Other attendees expressed their enthusiasm for the BRT (bus rapid transit) lanes that the Van Ness corridor will soon receive. “We have supported BRT for the last several years,” said James W. Haas, board member and planning committee chair of the Civic Center Community Benefit District.

Though some have criticized the BRT project's elimination of left-turn pockets at most Van Ness intersections and the removal of historic streetlamps, Haas, who lives in the 400-unit residential building at 100 Van Ness, believes BRT will make local commutes easier, which he says is important for operators, employees and patrons of performing arts venues. His organization has also been advocating for improved lighting, to make sidewalks and streets safer at night.

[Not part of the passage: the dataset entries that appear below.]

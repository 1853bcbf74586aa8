//! Multisig account
//!
//! The single owned state object: owner registry, public keys, ledger and
//! confirmation tracker, plus every entry point that reads or mutates them.
//!
//! Each mutating entry point checks all of its preconditions before it
//! touches state, so a failed call leaves the account exactly as it was.

use crate::core::{Call, Felt};
use crate::multisig::config::MultisigConfig;
use crate::multisig::error::MultisigError;
use crate::multisig::events::{EventKind, EventSink, MultisigEvent};
use crate::multisig::executor::CallExecutor;
use crate::multisig::ledger::{check_consistency, ConfirmationTracker, TransactionLedger};
use crate::multisig::owners::OwnerRegistry;
use crate::multisig::public_keys::PublicKeyRegistry;
use crate::multisig::request::RequestContext;
use crate::multisig::signature::{self, Validated};
use crate::multisig::transaction::{CallRecord, TxId, TxStatus};
use chrono::{DateTime, Utc};
use secp256k1::PublicKey;
use serde::{Deserialize, Serialize};
use std::collections::BTreeMap;

/// An M-of-N multisig account
#[derive(Clone, Debug, Serialize, Deserialize)]
pub struct MultisigAccount {
    address: String,
    config: MultisigConfig,
    owners: OwnerRegistry,
    public_keys: PublicKeyRegistry,
    ledger: TransactionLedger,
    confirmations: ConfirmationTracker,
    /// Next expected request nonce per caller
    nonces: BTreeMap<String, u64>,
    created_at: DateTime<Utc>,
}

impl MultisigAccount {
    /// Initialize an account from a configuration.
    ///
    /// The configuration is re-validated, so hand-built configs get the
    /// same checks as `MultisigConfig::new`.
    pub fn new(config: MultisigConfig) -> Result<Self, MultisigError> {
        let config = MultisigConfig::new(config.threshold, config.owners, config.label)?;
        let address = config.account_address();
        let owners = OwnerRegistry::from_owners(&config.owners);

        log::info!(
            "Initialized {} multisig account {}",
            config.description(),
            address
        );

        Ok(Self {
            address,
            config,
            owners,
            public_keys: PublicKeyRegistry::new(),
            ledger: TransactionLedger::new(),
            confirmations: ConfirmationTracker::new(),
            nonces: BTreeMap::new(),
            created_at: Utc::now(),
        })
    }

    /// Initialize from an owner list and threshold
    pub fn initialize(owners: Vec<String>, threshold: u32) -> Result<Self, MultisigError> {
        Self::new(MultisigConfig::new(threshold, owners, None)?)
    }

    // ------------------------------------------------------------------
    // Reads
    // ------------------------------------------------------------------

    pub fn address(&self) -> &str {
        &self.address
    }

    pub fn config(&self) -> &MultisigConfig {
        &self.config
    }

    pub fn created_at(&self) -> DateTime<Utc> {
        self.created_at
    }

    pub fn is_owner(&self, address: &str) -> bool {
        self.owners.is_owner(address)
    }

    /// Owners in address order
    pub fn owners(&self) -> Vec<&str> {
        self.owners.iter().map(String::as_str).collect()
    }

    pub fn get_num_owners(&self) -> usize {
        self.owners.len()
    }

    pub fn get_threshold(&self) -> u32 {
        self.config.threshold
    }

    pub fn get_last_tx_id(&self) -> TxId {
        self.ledger.last_tx_id()
    }

    pub fn get_confirmations(&self, tx_id: TxId) -> Result<u32, MultisigError> {
        Ok(self.ledger.get(tx_id)?.confirmations)
    }

    pub fn get_transaction(&self, tx_id: TxId) -> Result<&CallRecord, MultisigError> {
        self.ledger.get(tx_id)
    }

    /// Status computed against the live threshold
    pub fn get_transaction_status(&self, tx_id: TxId) -> Result<TxStatus, MultisigError> {
        Ok(self.ledger.get(tx_id)?.status(self.config.threshold))
    }

    pub fn transactions(&self) -> impl Iterator<Item = (TxId, &CallRecord)> {
        self.ledger.iter()
    }

    pub fn has_confirmed(&self, owner: &str, tx_id: TxId) -> bool {
        self.confirmations.has_confirmed(owner, tx_id)
    }

    pub fn confirmers(&self, tx_id: TxId) -> Vec<&str> {
        self.confirmations.confirmers(tx_id)
    }

    /// Registered key of an owner, `None` when unset
    pub fn get_owner_public_key(&self, address: &str) -> Result<Option<&PublicKey>, MultisigError> {
        self.owners.require_owner(address)?;
        Ok(self.public_keys.get(address))
    }

    /// Next request nonce expected from `address`
    pub fn get_nonce(&self, address: &str) -> u64 {
        self.nonces.get(address).copied().unwrap_or(0)
    }

    pub(crate) fn advance_nonce(&mut self, address: &str) {
        *self.nonces.entry(address.to_string()).or_insert(0) += 1;
    }

    // ------------------------------------------------------------------
    // Writes
    // ------------------------------------------------------------------

    /// Set the caller's own public key. No one can set another owner's key.
    pub fn set_public_key(
        &mut self,
        caller: &str,
        key: PublicKey,
        events: &mut dyn EventSink,
    ) -> Result<(), MultisigError> {
        self.owners.require_owner(caller)?;

        if self.public_keys.set(caller, key).is_some() {
            log::info!("Rotated public key for owner {}", caller);
        } else {
            log::info!("Registered public key for owner {}", caller);
        }

        events.emit(MultisigEvent::new(EventKind::PublicKeySet {
            owner: caller.to_string(),
        }));
        Ok(())
    }

    /// Store a new call with zero confirmations and return its id
    pub fn submit_transaction(
        &mut self,
        caller: &str,
        call: Call,
        events: &mut dyn EventSink,
    ) -> Result<TxId, MultisigError> {
        self.owners.require_owner(caller)?;
        self.public_keys.require(caller)?;

        let target = call.target.clone();
        let tx_id = self.ledger.append(call, caller);

        log::info!(
            "Transaction {} submitted by {} (target {})",
            tx_id,
            caller,
            target
        );
        events.emit(MultisigEvent::new(EventKind::TransactionSubmitted {
            owner: caller.to_string(),
            tx_id,
        }));
        Ok(tx_id)
    }

    /// Add the caller's confirmation; returns the new confirmation count
    pub fn confirm_transaction(
        &mut self,
        caller: &str,
        tx_id: TxId,
        events: &mut dyn EventSink,
    ) -> Result<u32, MultisigError> {
        self.owners.require_owner(caller)?;
        if !self.ledger.contains(tx_id) {
            return Err(MultisigError::TxNotFound(tx_id));
        }
        self.public_keys.require(caller)?;
        self.confirmations.ensure_unconfirmed(caller, tx_id)?;

        let record = self.ledger.get_mut(tx_id)?;
        record.confirmations += 1;
        let confirmations = record.confirmations;
        self.confirmations.record(caller, tx_id);

        log::info!(
            "Transaction {} confirmed by {} ({}/{})",
            tx_id,
            caller,
            confirmations,
            self.config.threshold
        );
        events.emit(MultisigEvent::new(EventKind::TransactionConfirmed {
            owner: caller.to_string(),
            tx_id,
            confirmations,
        }));
        Ok(confirmations)
    }

    /// Dispatch a call that reached quorum. Anyone may trigger this.
    ///
    /// One-shot: the record is marked executed only after the gateway
    /// returns, and a second attempt fails before any dispatch.
    pub fn execute_transaction(
        &mut self,
        caller: &str,
        tx_id: TxId,
        executor: &mut dyn CallExecutor,
        events: &mut dyn EventSink,
    ) -> Result<Vec<u8>, MultisigError> {
        let threshold = self.config.threshold;
        let record = self.ledger.get(tx_id)?;

        if record.executed {
            return Err(MultisigError::AlreadyExecuted(tx_id));
        }
        if !record.has_quorum(threshold) {
            return Err(MultisigError::ThresholdNotMet {
                have: record.confirmations,
                need: threshold,
            });
        }

        let call = &record.call;
        let result = executor
            .dispatch(&call.target, &call.selector, &call.payload)
            .map_err(|e| {
                log::warn!("Dispatch of transaction {} failed: {}", tx_id, e);
                MultisigError::from(e)
            })?;

        self.ledger.get_mut(tx_id)?.mark_executed();

        log::info!(
            "Transaction {} executed by {} ({} bytes returned)",
            tx_id,
            caller,
            result.len()
        );
        events.emit(MultisigEvent::new(EventKind::TransactionExecuted {
            executor: caller.to_string(),
            tx_id,
        }));
        Ok(result)
    }

    // ------------------------------------------------------------------
    // Authentication hooks
    // ------------------------------------------------------------------

    /// Resolve the caller's key and check the signature over the host hash
    fn authenticate(&self, ctx: &RequestContext) -> Result<Validated, MultisigError> {
        self.owners.require_owner(&ctx.caller)?;
        let key = self.public_keys.require(&ctx.caller)?;

        match signature::validate(&ctx.tx_hash, key, &ctx.signature) {
            Ok(validated) => {
                log::debug!("Authenticated {} for request {}", ctx.caller, ctx.tx_hash);
                Ok(validated)
            }
            Err(e) => {
                log::warn!("Rejected request {} from {}: {}", ctx.tx_hash, ctx.caller, e);
                Err(e)
            }
        }
    }

    pub fn validate_declare(
        &self,
        ctx: &RequestContext,
        class_hash: &Felt,
    ) -> Result<Validated, MultisigError> {
        log::debug!("Validating declare of class {}", class_hash);
        self.authenticate(ctx)
    }

    pub fn validate_deployment(
        &self,
        ctx: &RequestContext,
        class_hash: &Felt,
        salt: &Felt,
        public_key: &PublicKey,
    ) -> Result<Validated, MultisigError> {
        log::debug!(
            "Validating deployment of class {} (salt {}, key {})",
            class_hash,
            salt,
            hex::encode(public_key.serialize())
        );
        self.authenticate(ctx)
    }

    pub fn validate_transaction(
        &self,
        ctx: &RequestContext,
        call: &Call,
    ) -> Result<Validated, MultisigError> {
        log::debug!(
            "Validating call to {} selector {} ({} payload items)",
            call.target,
            call.selector,
            call.payload.len()
        );
        self.authenticate(ctx)
    }

    // ------------------------------------------------------------------
    // Integrity
    // ------------------------------------------------------------------

    /// Audit every stored invariant; used when loading persisted state
    pub fn check_invariants(&self) -> Result<(), MultisigError> {
        let config = MultisigConfig::new(
            self.config.threshold,
            self.config.owners.clone(),
            self.config.label.clone(),
        )?;

        if config.account_address() != self.address {
            return Err(MultisigError::Inconsistent(
                "account address does not match configuration".to_string(),
            ));
        }
        if OwnerRegistry::from_owners(&config.owners) != self.owners {
            return Err(MultisigError::Inconsistent(
                "owner registry does not match configuration".to_string(),
            ));
        }
        if let Some(stranger) = self.nonces.keys().find(|a| !self.owners.is_owner(a)) {
            return Err(MultisigError::Inconsistent(format!(
                "nonce recorded for non-owner {}",
                stranger
            )));
        }

        check_consistency(&self.ledger, &self.confirmations, &self.owners)
    }
}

Opinions varied on how well the city handled outreach for the project. Bob Lockhart, a member of the Citizens Advisory Committee on the Van Ness Improvement Project, said he had voiced a suggestion from the panel that yellow-curbed zones for commercial vehicles be established along Van Ness, to enable freight off- and onloading without trucks double-parking. “I felt they heard us—or heard me,” he said.

But Christy Waters, a retired psychiatrist living at Opera Plaza, said city agencies had done a poor job of letting the community know about the Van Ness and Polk projects. She added that city representatives at Wednesday’s open house gave no answer when she asked them if they had considered redesigning Polk exclusively for pedestrians and bicycles.

“I think at some point, you have to say, ‘You have to get out of your automobile,’” she said.

Neal Patel, livable streets project liaison for SFMTA, told Hoodline that this had, in fact, been weighed, and that planners had decided against it—for the time being, at least. Keeping motor vehicles off Polk would make it difficult for businesses to receive merchandise, he said.